▶ What you are asked to do
Only the lines holding "release" are wanted. Copy every one from the records below.

Data records:
───
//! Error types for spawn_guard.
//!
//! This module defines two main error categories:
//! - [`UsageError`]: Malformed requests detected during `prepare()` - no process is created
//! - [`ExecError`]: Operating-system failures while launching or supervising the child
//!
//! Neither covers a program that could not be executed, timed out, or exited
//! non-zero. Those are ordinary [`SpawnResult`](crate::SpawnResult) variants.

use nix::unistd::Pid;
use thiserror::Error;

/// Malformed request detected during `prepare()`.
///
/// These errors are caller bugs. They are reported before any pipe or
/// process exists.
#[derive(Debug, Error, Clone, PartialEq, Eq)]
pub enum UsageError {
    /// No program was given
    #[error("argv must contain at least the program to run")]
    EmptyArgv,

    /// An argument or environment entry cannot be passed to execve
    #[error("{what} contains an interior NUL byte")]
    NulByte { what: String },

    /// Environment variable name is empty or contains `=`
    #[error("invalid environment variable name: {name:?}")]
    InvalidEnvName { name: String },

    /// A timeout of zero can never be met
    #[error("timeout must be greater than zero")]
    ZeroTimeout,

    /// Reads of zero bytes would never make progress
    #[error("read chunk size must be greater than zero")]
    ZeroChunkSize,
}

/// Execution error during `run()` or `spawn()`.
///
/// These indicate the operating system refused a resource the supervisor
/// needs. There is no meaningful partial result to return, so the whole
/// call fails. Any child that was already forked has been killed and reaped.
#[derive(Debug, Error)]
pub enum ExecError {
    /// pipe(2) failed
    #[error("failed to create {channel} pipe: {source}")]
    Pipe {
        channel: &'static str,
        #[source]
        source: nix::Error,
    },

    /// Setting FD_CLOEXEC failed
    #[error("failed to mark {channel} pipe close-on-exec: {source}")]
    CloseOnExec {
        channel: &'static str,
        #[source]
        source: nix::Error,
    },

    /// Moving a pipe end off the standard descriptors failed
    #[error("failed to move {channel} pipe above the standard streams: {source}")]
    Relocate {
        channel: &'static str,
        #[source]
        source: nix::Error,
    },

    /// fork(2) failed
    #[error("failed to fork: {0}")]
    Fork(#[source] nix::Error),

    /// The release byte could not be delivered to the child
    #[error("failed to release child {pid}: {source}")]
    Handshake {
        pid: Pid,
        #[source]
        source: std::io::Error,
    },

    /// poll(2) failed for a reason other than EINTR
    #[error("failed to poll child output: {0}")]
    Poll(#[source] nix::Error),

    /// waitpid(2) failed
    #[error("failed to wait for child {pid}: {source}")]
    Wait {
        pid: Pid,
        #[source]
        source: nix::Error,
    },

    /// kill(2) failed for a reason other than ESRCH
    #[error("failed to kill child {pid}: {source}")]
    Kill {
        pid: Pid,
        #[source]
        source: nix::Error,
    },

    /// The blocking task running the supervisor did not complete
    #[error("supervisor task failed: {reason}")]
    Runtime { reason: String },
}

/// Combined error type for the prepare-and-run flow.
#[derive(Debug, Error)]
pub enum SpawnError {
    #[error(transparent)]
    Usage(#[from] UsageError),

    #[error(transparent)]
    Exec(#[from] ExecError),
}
───
▶ Response
    /// The release byte could not be delivered to the child
    #[error("failed to release child {pid}: {source}")]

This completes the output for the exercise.